Rajasthan Educational Service Rājasthāna Śikṣā Sevā

Service Overview
- Also known as: R.E.S.
- Founded: 1970
- State: Rajasthan
- Training: RSCERT, Udaipur, Rajasthan
- Cadre Controlling Authority: Education Department, Government of Rajasthan
- Minister Responsible: Madan Dilawar, Minister of Education
- Legal personality: Governmental; state service
- Cadre Strength: ~90,049
- Selection: School Lecturer Competitive Exam conducted by RPSC
- Association: Rajasthan Shikshak Sangh

= Rajasthan Educational Service =

Governmental Service

Rajasthan Educational Service (RES) is a State Service of the Rajasthan (India) for school education system.

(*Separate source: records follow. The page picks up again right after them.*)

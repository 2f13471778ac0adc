//! Inbound command/data protocol.
//!
//! Writes to the data characteristic are short ASCII strings:
//!
//! ```text
//! command:clear            -> Clear
//! display:info             -> SetMode(Info)
//! display:qr               -> SetMode(Qr)
//! data:personal:<text>     -> SetInfo(text)   ("\n" escapes become line breaks)
//! data:qr:<text>           -> SetQr(text)     (ignored when longer than MAX_QR_LEN)
//! ```
//!
//! Keywords are case-insensitive, data prefixes are exact. Parsing never
//! touches badge state.

use crate::config::MAX_QR_LEN;
use crate::content::{DisplayMode, InfoText, QrText};
use crate::error::ParseError;

const CLEAR_KEYWORD: &str = "command:clear";
const SHOW_INFO_KEYWORD: &str = "display:info";
const SHOW_QR_KEYWORD: &str = "display:qr";
const INFO_PREFIX: &str = "data:personal:";
const QR_PREFIX: &str = "data:qr:";

/// A classified inbound write.
#[derive(Clone, Debug, PartialEq, Eq)]
pub enum Command {
    Clear,
    SetMode(DisplayMode),
    SetInfo(InfoText),
    /// `None` erases the stored QR payload (`data:qr:` with nothing after it).
    SetQr(Option<QrText>),
}

/// Classify raw bytes from the data characteristic.
pub fn parse(raw: &[u8]) -> Result<Command, ParseError> {
    match core::str::from_utf8(raw) {
        Ok(text) => parse_str(text),
        Err(_) => {
            warn!("Ignoring non-UTF-8 write ({} bytes)", raw.len());
            Err(ParseError::NotUtf8)
        }
    }
}

/// Classify an inbound string; surrounding whitespace is ignored.
pub fn parse_str(input: &str) -> Result<Command, ParseError> {
    let input = input.trim();

    if input.eq_ignore_ascii_case(CLEAR_KEYWORD) {
        return Ok(Command::Clear);
    }
    if input.eq_ignore_ascii_case(SHOW_INFO_KEYWORD) {
        return Ok(Command::SetMode(DisplayMode::Info));
    }
    if input.eq_ignore_ascii_case(SHOW_QR_KEYWORD) {
        return Ok(Command::SetMode(DisplayMode::Qr));
    }
    if let Some(payload) = input.strip_prefix(INFO_PREFIX) {
        return Ok(Command::SetInfo(InfoText::unescaped(payload)));
    }
    if let Some(payload) = input.strip_prefix(QR_PREFIX) {
        if payload.len() > MAX_QR_LEN {
            warn!(
                "QR payload too long ({} > {}), ignoring",
                payload.len(),
                MAX_QR_LEN
            );
            return Err(ParseError::QrTooLong { len: payload.len() });
        }
        return Ok(Command::SetQr(QrText::new(payload)));
    }

    warn!("Unrecognized command/data format, ignoring: {}", input);
    Err(ParseError::Unrecognized)
}

#[cfg(test)]
mod tests {
    use super::*;

    #[test]
    fn keywords_are_case_insensitive() {
        assert_eq!(parse_str("COMMAND:Clear"), Ok(Command::Clear));
        assert_eq!(
            parse_str("Display:Info"),
            Ok(Command::SetMode(DisplayMode::Info))
        );
        assert_eq!(parse_str("DISPLAY:QR"), Ok(Command::SetMode(DisplayMode::Qr)));
    }

    #[test]
    fn surrounding_whitespace_is_trimmed() {
        assert_eq!(parse_str("  command:clear\r\n"), Ok(Command::Clear));
    }

    #[test]
    fn data_prefixes_are_case_sensitive() {
        assert_eq!(parse_str("DATA:qr:abc"), Err(ParseError::Unrecognized));
        assert_eq!(
            parse_str("data:Personal:Ada"),
            Err(ParseError::Unrecognized)
        );
    }

    #[test]
    fn personal_payload_is_unescaped() {
        let cmd = parse_str("data:personal:Ada Lovelace\\nEngineer").unwrap();
        match cmd {
            Command::SetInfo(info) => assert_eq!(info.as_str(), "Ada Lovelace\nEngineer"),
            other => panic!("unexpected {:?}", other),
        }
    }

    #[test]
    fn qr_payload_kept_verbatim() {
        let cmd = parse_str("data:qr:https://Example.com/a\\nb").unwrap();
        match cmd {
            Command::SetQr(Some(qr)) => assert_eq!(qr.as_str(), "https://Example.com/a\\nb"),
            other => panic!("unexpected {:?}", other),
        }
    }

    #[test]
    fn qr_payload_at_limit_accepted_above_rejected() {
        let at_limit = ["data:qr:", &"a".repeat(MAX_QR_LEN)].concat();
        assert!(matches!(parse_str(&at_limit), Ok(Command::SetQr(Some(_)))));

        let over = ["data:qr:", &"a".repeat(MAX_QR_LEN + 1)].concat();
        assert_eq!(
            parse_str(&over),
            Err(ParseError::QrTooLong {
                len: MAX_QR_LEN + 1
            })
        );
    }

    #[test]
    fn empty_qr_payload_erases() {
        assert_eq!(parse_str("data:qr:"), Ok(Command::SetQr(None)));
    }

    #[test]
    fn unknown_and_binary_input_rejected() {
        assert_eq!(parse_str("hello"), Err(ParseError::Unrecognized));
        assert_eq!(parse_str(""), Err(ParseError::Unrecognized));
        assert_eq!(parse(&[0xFF, 0xFE]), Err(ParseError::NotUtf8));
        assert_eq!(parse(b"display:qr"), Ok(Command::SetMode(DisplayMode::Qr)));
    }
}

RES officers are Gazetted Officers under the Education Department, Government of Rajasthan.

The functioning of the service is regulated by the Rajasthan Educational (State and Subordinate) Service Rules, 2021. Education Department serves as the administrative parent organization, but the daily operations and cadre management are executed by the Directorate of Secondary Education, Bikaner.

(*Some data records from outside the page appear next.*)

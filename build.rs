//! Build script - copies the linker script into the output directory
//! and, for the firmware build, adds the cortex-m-rt and defmt link
//! scripts. Host test builds skip the link arguments.

use std::env;
use std::fs;
use std::path::PathBuf;

fn main() {
    let out_dir = PathBuf::from(env::var("OUT_DIR").expect("OUT_DIR is set by cargo"));

    // Copy memory.x to OUT_DIR
    fs::copy("memory.x", out_dir.join("memory.x")).expect("memory.x is readable");

    // Tell cargo to look for linker scripts in OUT_DIR
    println!("cargo:rustc-link-search={}", out_dir.display());

    if env::var_os("CARGO_FEATURE_EMBEDDED").is_some() {
        println!("cargo:rustc-link-arg-bins=--nmagic");
        println!("cargo:rustc-link-arg-bins=-Tlink.x");
        println!("cargo:rustc-link-arg-bins=-Tdefmt.x");
    }

    // Rebuild if the linker script changes
    println!("cargo:rerun-if-changed=memory.x");
    println!("cargo:rerun-if-changed=build.rs");
}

The execution of duties is managed by the Directorate of Secondary Education, Bikaner the directorate is commonly referred to as the Secondary Education Department (or collectively with Elementary Education as the School Education Department). However, all these comes under the Education Department Secretariat, Jaipur.

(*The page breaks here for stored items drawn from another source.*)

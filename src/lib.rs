//! Host-testable core of the pixeltag badge firmware.
//!
//! Everything that does not touch hardware lives here: the command parser,
//! the mode controller, rendering into a frame buffer, persistence over a
//! key-value trait, and the power/telemetry policies.
//!
//! Usage: `cargo test --lib` / `cargo test`
//!
//! Note: The embedded binary (main.rs, `embedded` feature) adds the
//! SoftDevice, e-paper, flash and SAADC glue on top of this crate.

#![cfg_attr(not(test), no_std)]

#[macro_use]
mod fmt;

pub mod badge;
pub mod command;
pub mod config;
pub mod content;
pub mod controller;
pub mod error;
pub mod framebuffer;
#[cfg(any(test, feature = "mock"))]
pub mod mock;
pub mod persist;
pub mod qr;
pub mod render;
pub mod telemetry;

pub mod power_logic;

pub mod ui {
    pub mod input_logic;
}

pub use badge::{Badge, BadgeEvent, TickOutcome};
pub use command::Command;
pub use content::{BadgeContent, DisplayMode, InfoField, InfoText, QrText};
pub use error::Error;

// ═══════════════════════════════════════════════════════════════════════════
// Unit Tests
// ═══════════════════════════════════════════════════════════════════════════

#[cfg(test)]
mod tests {
    use super::content::DisplayMode;
    use super::ui::input_logic::{next_mode, ClickCooldown};

    // ════════════════════════════════════════════════════════════════════════
    // Button rotation
    // ════════════════════════════════════════════════════════════════════════

    #[test]
    fn info_goes_to_qr_when_payload_present() {
        assert_eq!(next_mode(DisplayMode::Info, true), DisplayMode::Qr);
    }

    #[test]
    fn info_skips_qr_without_payload() {
        assert_eq!(next_mode(DisplayMode::Info, false), DisplayMode::Blank);
    }

    #[test]
    fn qr_and_blank_rotate_regardless_of_payload() {
        for has_qr in [true, false] {
            assert_eq!(next_mode(DisplayMode::Qr, has_qr), DisplayMode::Blank);
            assert_eq!(next_mode(DisplayMode::Blank, has_qr), DisplayMode::Info);
        }
    }

    #[test]
    fn rotation_never_stays_put() {
        for mode in [DisplayMode::Info, DisplayMode::Qr, DisplayMode::Blank] {
            assert_ne!(next_mode(mode, true), mode);
        }
    }

    // ════════════════════════════════════════════════════════════════════════
    // Click cooldown
    // ════════════════════════════════════════════════════════════════════════

    #[test]
    fn first_click_is_never_cooling() {
        let cd = ClickCooldown::new(5_000);
        assert!(!cd.is_cooling(0));
        assert!(!cd.is_cooling(u64::MAX));
    }

    #[test]
    fn cooling_window_is_half_open() {
        let mut cd = ClickCooldown::new(5_000);
        cd.start(10_000);
        assert!(cd.is_cooling(10_000));
        assert!(cd.is_cooling(14_999));
        assert!(!cd.is_cooling(15_000));
    }

    #[test]
    fn earlier_timestamp_counts_as_cooling() {
        let mut cd = ClickCooldown::new(5_000);
        cd.start(10_000);
        assert!(cd.is_cooling(9_000));
    }
}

== Rajasthan School Education Intuitions ==

| Entity / Institution | Common Name | Actual Status |
|---|---|---|
| Directorate of Elementary Education (Bikaner) | Elementary Education Department | This is a Directorate responsible for Classes 1 to 8. |
| Directorate of Secondary Education (Bikaner) | Secondary Education Department | This is also a Directorate responsible for Classes 9 to 12. |
| Rajasthan Council of School Education (RCSCE), Jaipur | Samagra Shiksha (Samsa) | Project Nodal Agency: Manages the Samagra Shiksha budget, infrastructure projects, and monitors the CDEO hierarchy. |
| Elementary & Secondary Education (Combined) | School Education Department | This is a collective term used in general conversation. Technically, these two are separate directorates working under the same the Education Department. |
| Education Department (Secretariat, Jaipur) | Parent Department | This is the actual Department. The administrative power, policy-making, and the Principal Secretary are located here. All Directorates report to this body. |

== Recruitment ==
Entry into the Rajasthan Educational Service typically begins from the post of Lecturer (also known as Post Graduate Teacher). The recruitment exam is conducted by the Rajasthan Public Service Commission.

- Designation: Lecturer.
- Role: Teaching Senior Secondary classes (Class 11 and 12).
- Appointment Authority: Directorate Secondary Education Rajasthan, Bikaner.

== Types of Posts ==

(Various Roles in Group A & B)
| S.No | Rank | Posts / Designations | Nature of Duties |
|---|---|---|---|
| 1. | AD | Additional Director | Highest promotion post in the Rajasthan Educational Service (generally filled by RAS officers) |
| 2. | JD | Joint Director | Head of the Education Division / Range |
| 3. | DD | 1. Deputy Director 2. Chief District Education Officer (CDEO) | CDEO is the Head of the District Education Administration |
| 4. | DEO | 1. District Education Officer-HQ (Elementary) 2. District Education Officer-HQ (Secondary) 3. Chief Block Education Officer 4. DIET Principal | Administrative Post |
| 5. | Principal | 1. Principal 2. PEEO 3. ACBEO (Deputation) 4. ADEO (Deputation) 5. Deputy Director (Deputation) 6. Assistant Project Coordinator (Deputation) | Administrative Post |
| 6. | Senior Lecture | 1. Senior Lecturer 2. Vice Principal 3. Head Master | Administrative & Teaching Post |
| 5. | Lecturer | Lecturer | Teaching Post |

== Promotion within the service ==
=== School Level Posts ===
Source:

- Lecturer: The entry-level post in the service.
- Senior Lecturer: This post was created in 2025 to replace the "Vice Principal" cadre
- Principal: The Head of Institution for Senior Secondary Schools. Formal administrative duties (such as DDO powers) begin from this rank.
  - Regulation: Up to the rank of Principal, the regulating authority is the Directorate of Secondary Education, Bikaner.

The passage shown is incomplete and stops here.